Alterations in hepatic function are seen in sepsis or multiple-system organ failure. We have hypothesized that Kupffer cells (KCs) within the liver alter the function of contiguous hepatocytes after exposure to septic stimuli. Using an in vitro coculture system, we have found that lipopolysaccharide (LPS) induced a 40% to 60% decrease in cocultured hepatocyte protein synthesis but had no effect on hepatocytes alone. Coculture in the absence of LPS resulted in enhanced hepatocyte protein synthesis proportional to the number of KCs or macrophages (M0s).
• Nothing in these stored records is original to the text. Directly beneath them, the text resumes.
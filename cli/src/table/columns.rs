use anyhow::{anyhow, Result};
use common::{Job, JobFilter};
use std::collections::BTreeSet;
use std::str::FromStr;

#[derive(Debug, Clone, Copy, PartialEq, Eq, PartialOrd, Ord, Hash)]
pub enum ColumnId {
    Queue,
    JobId,
    Owner,
    JobSet,
    SubmissionTime,
    State,
    Priority,
}

impl ColumnId {
    pub const ALL: [ColumnId; 7] = [
        ColumnId::Queue,
        ColumnId::JobId,
        ColumnId::Owner,
        ColumnId::JobSet,
        ColumnId::SubmissionTime,
        ColumnId::State,
        ColumnId::Priority,
    ];

    pub fn default_set() -> BTreeSet<ColumnId> {
        ColumnId::ALL
            .iter()
            .copied()
            .filter(|c| *c != ColumnId::Priority)
            .collect()
    }

    pub fn label(&self) -> &'static str {
        match self {
            ColumnId::Queue => "Queue",
            ColumnId::JobId => "Id",
            ColumnId::Owner => "Owner",
            ColumnId::JobSet => "Job Set",
            ColumnId::SubmissionTime => "Submission Time",
            ColumnId::State => "State",
            ColumnId::Priority => "Priority",
        }
    }

    /// Header text, showing the filter or ordering this column controls.
    pub fn header(&self, filter: &JobFilter) -> String {
        let active = match self {
            ColumnId::Queue => filter.queue.clone(),
            ColumnId::JobId => filter.job_id.clone(),
            ColumnId::Owner => filter.owner.clone(),
            ColumnId::JobSet => filter.job_set.clone(),
            ColumnId::SubmissionTime => {
                let arrow = if filter.newest_first { "newest" } else { "oldest" };
                return format!("{} ({})", self.label(), arrow);
            }
            ColumnId::State => filter
                .states
                .iter()
                .map(|s| s.as_str())
                .collect::<Vec<_>>()
                .join(","),
            ColumnId::Priority => String::new(),
        };
        if active.is_empty() {
            self.label().to_string()
        } else {
            format!("{} [{}]", self.label(), active)
        }
    }

    pub fn value(&self, job: &Job) -> String {
        match self {
            ColumnId::Queue => job.queue.clone(),
            ColumnId::JobId => job.id.0.clone(),
            ColumnId::Owner => job.owner.clone(),
            ColumnId::JobSet => job.job_set.clone(),
            ColumnId::SubmissionTime => job.submitted.format("%Y-%m-%d %H:%M:%S").to_string(),
            ColumnId::State => job.state.to_string(),
            ColumnId::Priority => job.priority.to_string(),
        }
    }
}

impl FromStr for ColumnId {
    type Err = anyhow::Error;

    fn from_str(s: &str) -> Result<Self> {
        match s.trim().to_lowercase().as_str() {
            "queue" => Ok(ColumnId::Queue),
            "id" | "jobid" => Ok(ColumnId::JobId),
            "owner" => Ok(ColumnId::Owner),
            "jobset" | "set" => Ok(ColumnId::JobSet),
            "submitted" | "time" | "submissiontime" => Ok(ColumnId::SubmissionTime),
            "state" => Ok(ColumnId::State),
            "priority" => Ok(ColumnId::Priority),
            other => Err(anyhow!("Unknown column: {}", other)),
        }
    }
}
use serde::{Deserialize, Serialize};
use std::path::{Path, PathBuf};
use anyhow::{Context, Result};
use std::fs;

#[derive(Debug, Clone, Serialize, Deserialize)]
pub struct ServerConfig {
    #[serde(default = "default_socket_path")]
    pub socket_path: PathBuf,
    #[serde(default = "default_db_path")]
    pub db_path: PathBuf,
    #[serde(default = "default_max_page_size")]
    pub max_page_size: usize,
}

pub fn running_as_root() -> bool {
    nix::unistd::geteuid().is_root()
}

fn default_socket_path() -> PathBuf {
    if running_as_root() {
        PathBuf::from(common::DEFAULT_SOCKET_PATH)
    } else {
        PathBuf::from(common::USER_SOCKET_PATH)
    }
}

fn default_db_path() -> PathBuf {
    if running_as_root() {
        PathBuf::from(common::DEFAULT_DB_PATH)
    } else {
        PathBuf::from(common::USER_DB_PATH)
    }
}

fn default_max_page_size() -> usize { common::DEFAULT_MAX_PAGE_SIZE }

impl Default for ServerConfig {
    fn default() -> Self {
        Self {
            socket_path: default_socket_path(),
            db_path: default_db_path(),
            max_page_size: default_max_page_size(),
        }
    }
}

#[derive(Debug, Clone, Serialize, Deserialize)]
pub struct LoggingConfig {
    #[serde(default = "default_log_level")]
    pub level: String,
    pub output: Option<PathBuf>,
}

fn default_log_level() -> String { "info".to_string() }

impl Default for LoggingConfig {
    fn default() -> Self {
        Self {
            level: default_log_level(),
            output: None,
        }
    }
}

impl LoggingConfig {
    pub fn level_filter(&self) -> log::LevelFilter {
        self.level.parse().unwrap_or(log::LevelFilter::Info)
    }
}

#[derive(Debug, Clone, Serialize, Deserialize, Default)]
pub struct Config {
    #[serde(default)]
    pub server: ServerConfig,
    #[serde(default)]
    pub logging: LoggingConfig,
    /// Jobs inserted into the store at startup.
    #[serde(default)]
    pub jobs: Vec<common::Job>,
}

impl Config {
    /// Load configuration from a YAML file
    pub fn from_yaml_file(path: &Path) -> Result<Self> {
        let content = fs::read_to_string(path)
            .with_context(|| format!("Failed to read config file: {:?}", path))?;
        let config: Config = serde_yaml::from_str(&content)
            .with_context(|| format!("Failed to parse config file: {:?}", path))?;
        Ok(config)
    }

    /// Load configuration from a TOML file
    pub fn from_toml_file(path: &Path) -> Result<Self> {
        let content = fs::read_to_string(path)
            .with_context(|| format!("Failed to read config file: {:?}", path))?;
        let config: Config = toml::from_str(&content)
            .with_context(|| format!("Failed to parse config file: {:?}", path))?;
        Ok(config)
    }

    /// Detect file type by extension and load
    pub fn from_file(path: &Path) -> Result<Self> {
        let ext = path.extension()
            .and_then(|e| e.to_str())
            .unwrap_or("");

        match ext {
            "yaml" | "yml" => Self::from_yaml_file(path),
            "toml" => Self::from_toml_file(path),
            _ => Err(anyhow::anyhow!("Unsupported config file format. Use .yaml, .yml, or .toml")),
        }
    }

    /// Explicit path if given, otherwise the first default location that
    /// exists, otherwise built-in defaults.
    pub fn load(explicit: Option<&Path>) -> Result<Self> {
        if let Some(path) = explicit {
            return Self::from_file(path);
        }

        let candidate = if running_as_root() {
            common::DEFAULT_CONFIG_PATH
        } else {
            common::USER_CONFIG_PATH
        };
        let candidate = Path::new(candidate);
        if candidate.exists() {
            Self::from_file(candidate)
        } else {
            Ok(Config::default())
        }
    }

    /// Merge with another config, preferring values from other
    pub fn merge(&mut self, other: Config) {
        self.server.socket_path = other.server.socket_path;
        self.server.db_path = other.server.db_path;
        self.server.max_page_size = other.server.max_page_size;

        self.logging.level = other.logging.level;
        if other.logging.output.is_some() {
            self.logging.output = other.logging.output;
        }

        // Jobs - append
        self.jobs.extend(other.jobs);
    }
}

#[cfg(test)]
mod tests {
    use super::*;

    #[test]
    fn test_yaml_with_seed_jobs() {
        let yaml = r#"
server:
  socket_path: /tmp/test-lookout.sock
  max_page_size: 50
logging:
  level: debug
jobs:
  - id: job-1
    queue: gpu
    job_set: training
    owner: alice
    priority: 1.0
    submitted: 2024-03-01T12:00:00Z
    state: QUEUED
"#;
        let config: Config = serde_yaml::from_str(yaml).unwrap();
        assert_eq!(config.server.socket_path, PathBuf::from("/tmp/test-lookout.sock"));
        assert_eq!(config.server.max_page_size, 50);
        assert_eq!(config.logging.level_filter(), log::LevelFilter::Debug);
        assert_eq!(config.jobs.len(), 1);
        assert_eq!(config.jobs[0].state, common::JobState::Queued);
        assert!(config.jobs[0].runs.is_empty());
    }

    #[test]
    fn test_toml_defaults_missing_sections() {
        let config: Config = toml::from_str("[logging]\nlevel = \"warn\"\n").unwrap();
        assert_eq!(config.server.max_page_size, 500);
        assert_eq!(config.logging.level_filter(), log::LevelFilter::Warn);
        assert!(config.jobs.is_empty());
    }

    #[test]
    fn test_unknown_level_falls_back_to_info() {
        let logging = LoggingConfig { level: "chatty".to_string(), output: None };
        assert_eq!(logging.level_filter(), log::LevelFilter::Info);
    }

    #[test]
    fn test_merge_prefers_other_and_appends_jobs() {
        let mut base = Config::default();
        base.logging.output = Some(PathBuf::from("/tmp/base.log"));

        let mut other = Config::default();
        other.server.max_page_size = 10;
        other.logging.level = "error".to_string();

        base.merge(other);
        assert_eq!(base.server.max_page_size, 10);
        assert_eq!(base.logging.level, "error");
        assert_eq!(base.logging.output, Some(PathBuf::from("/tmp/base.log")));
    }

    #[test]
    fn test_unsupported_extension() {
        assert!(Config::from_file(Path::new("config.ini")).is_err());
    }
}
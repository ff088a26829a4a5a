use anyhow::Result;
use clap::{Args, Parser, Subcommand};
use common::{parse_job_states, JobFilter, JobId, JobSubmission};
use std::path::{Path, PathBuf};

use lookout::client::{DaemonClient, RemoteJobs};
use lookout::table::JobTableView;
use lookout::{browse, output};

#[derive(Parser)]
#[command(author, version, about, long_about = None)]
struct Cli {
    /// Daemon socket (defaults to the system socket, else the user one)
    #[arg(long, global = true)]
    socket: Option<PathBuf>,
    #[command(subcommand)]
    command: Commands,
}

#[derive(Args, Clone, Default)]
struct FilterArgs {
    /// Queue name (exact)
    #[arg(long)]
    queue: Option<String>,
    /// Job set prefix
    #[arg(long)]
    job_set: Option<String>,
    /// Job id prefix
    #[arg(long)]
    job_id: Option<String>,
    /// Owner prefix
    #[arg(long)]
    owner: Option<String>,
    /// Comma separated states, e.g. "queued,running"
    #[arg(long)]
    states: Option<String>,
    /// Show oldest jobs first
    #[arg(long)]
    oldest_first: bool,
}

impl FilterArgs {
    fn into_filter(self) -> Result<JobFilter> {
        Ok(JobFilter {
            queue: self.queue.unwrap_or_default(),
            job_set: self.job_set.unwrap_or_default(),
            job_id: self.job_id.unwrap_or_default(),
            owner: self.owner.unwrap_or_default(),
            states: match self.states {
                Some(s) => parse_job_states(&s)?,
                None => Vec::new(),
            },
            newest_first: !self.oldest_first,
        })
    }
}

#[derive(Subcommand)]
enum Commands {
    /// Print one page of jobs
    List {
        #[command(flatten)]
        filter: FilterArgs,
        #[arg(long, default_value_t = 0)]
        skip: usize,
        #[arg(long, default_value_t = 50)]
        take: usize,
    },
    /// Browse jobs interactively, loading pages as you scroll
    Browse {
        #[command(flatten)]
        filter: FilterArgs,
        /// Rows on screen
        #[arg(long, default_value_t = 20)]
        height: usize,
        /// Minimum rows per fetch (defaults to the height)
        #[arg(long)]
        batch: Option<usize>,
        /// Most rows per daemon request; match the daemon's max_page_size
        #[arg(long, default_value_t = common::DEFAULT_MAX_PAGE_SIZE)]
        page_size: usize,
    },
    /// Show a job and its scheduling history
    Get {
        id: String,
    },
    /// Cancel jobs
    Cancel {
        #[arg(required = true)]
        ids: Vec<String>,
    },
    /// Submit jobs
    Submit {
        #[arg(short, long)]
        queue: String,
        #[arg(short, long)]
        job_set: String,
        /// Defaults to the calling user
        #[arg(long, default_value = "")]
        owner: String,
        #[arg(long, default_value_t = 0.0)]
        priority: f64,
        /// Number of identical jobs to submit
        #[arg(long, default_value_t = 1)]
        count: usize,
    },
}

fn default_socket_path() -> PathBuf {
    if Path::new(common::DEFAULT_SOCKET_PATH).exists() {
        PathBuf::from(common::DEFAULT_SOCKET_PATH)
    } else {
        PathBuf::from(common::USER_SOCKET_PATH)
    }
}

#[tokio::main(flavor = "current_thread")]
async fn main() -> Result<()> {
    env_logger::Builder::from_env(env_logger::Env::default().default_filter_or("warn")).init();

    let cli = Cli::parse();
    let client = DaemonClient::new(cli.socket.unwrap_or_else(default_socket_path));

    match cli.command {
        Commands::List { filter, skip, take } => {
            let jobs = client.get_jobs(&filter.into_filter()?, skip, take).await?;
            if jobs.is_empty() {
                println!("No jobs found.");
            } else {
                println!("{}", output::jobs_table(&jobs));
            }
        }
        Commands::Browse { filter, height, batch, page_size } => {
            let source = RemoteJobs::with_page_size(client, filter.into_filter()?, page_size);
            let view = JobTableView::new(source, height, batch.unwrap_or(height));
            browse::run(view).await?;
        }
        Commands::Get { id } => match client.get_job(JobId(id)).await? {
            Some(job) => print!("{}", output::job_detail(&job)),
            None => println!("Job not found."),
        },
        Commands::Cancel { ids } => {
            let requested = ids.len();
            let cancelled = client.cancel(ids.into_iter().map(JobId).collect()).await?;
            for id in &cancelled {
                println!("Cancelled {}", id);
            }
            if cancelled.len() < requested {
                println!("{} job(s) were not cancellable", requested - cancelled.len());
            }
        }
        Commands::Submit { queue, job_set, owner, priority, count } => {
            for _ in 0..count {
                let id = client
                    .submit(JobSubmission {
                        queue: queue.clone(),
                        job_set: job_set.clone(),
                        owner: owner.clone(),
                        priority,
                    })
                    .await?;
                println!("{}", id);
            }
        }
    }

    Ok(())
}

#[cfg(test)]
mod tests {
    use super::*;
    use common::JobState;

    #[test]
    fn test_filter_args_into_filter() {
        let args = FilterArgs {
            queue: Some("gpu".to_string()),
            states: Some("running,failed".to_string()),
            oldest_first: true,
            ..FilterArgs::default()
        };
        let filter = args.into_filter().unwrap();
        assert_eq!(filter.queue, "gpu");
        assert_eq!(filter.job_set, "");
        assert_eq!(filter.states, vec![JobState::Running, JobState::Failed]);
        assert!(!filter.newest_first);
    }

    #[test]
    fn test_cli_parses_browse() {
        let cli = Cli::try_parse_from([
            "lookout", "--socket", "/tmp/x.sock", "browse", "--queue", "gpu", "--height", "5",
        ])
        .unwrap();
        assert_eq!(cli.socket, Some(PathBuf::from("/tmp/x.sock")));
        match cli.command {
            Commands::Browse { filter, height, batch, page_size } => {
                assert_eq!(filter.queue.as_deref(), Some("gpu"));
                assert_eq!(height, 5);
                assert_eq!(batch, None);
                assert_eq!(page_size, common::DEFAULT_MAX_PAGE_SIZE);
            }
            _ => panic!("expected browse"),
        }
    }
}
Conditioned medium (CM) from LPS-triggered coculture or KC alone decreased protein synthesis of hepatocytes whereas CM from hepatocytes alone had no effect. Gel filtration of active M0-CM showing maximal hepatocyte inhibitory activity was present in fractions between 15,000 and 30,000 daltons. This inhibitory activity was inactivated by exposure to 65 degrees C for 30 minutes. Although CM from untriggered M0 did not inhibit hepatocyte protein synthesis, lysates from both LPS-triggered and control M0 were inhibitory. These results show that M0s/KCs exposed to septic stimuli decrease hepatocyte protein synthesis via heat labile, soluble mediator(s) that may already be synthesized within untriggered cells. We hypothesize that soluble M0/KC mediators normally modulate hepatocyte function and that this normal homeostatic control is profoundly altered during sepsis.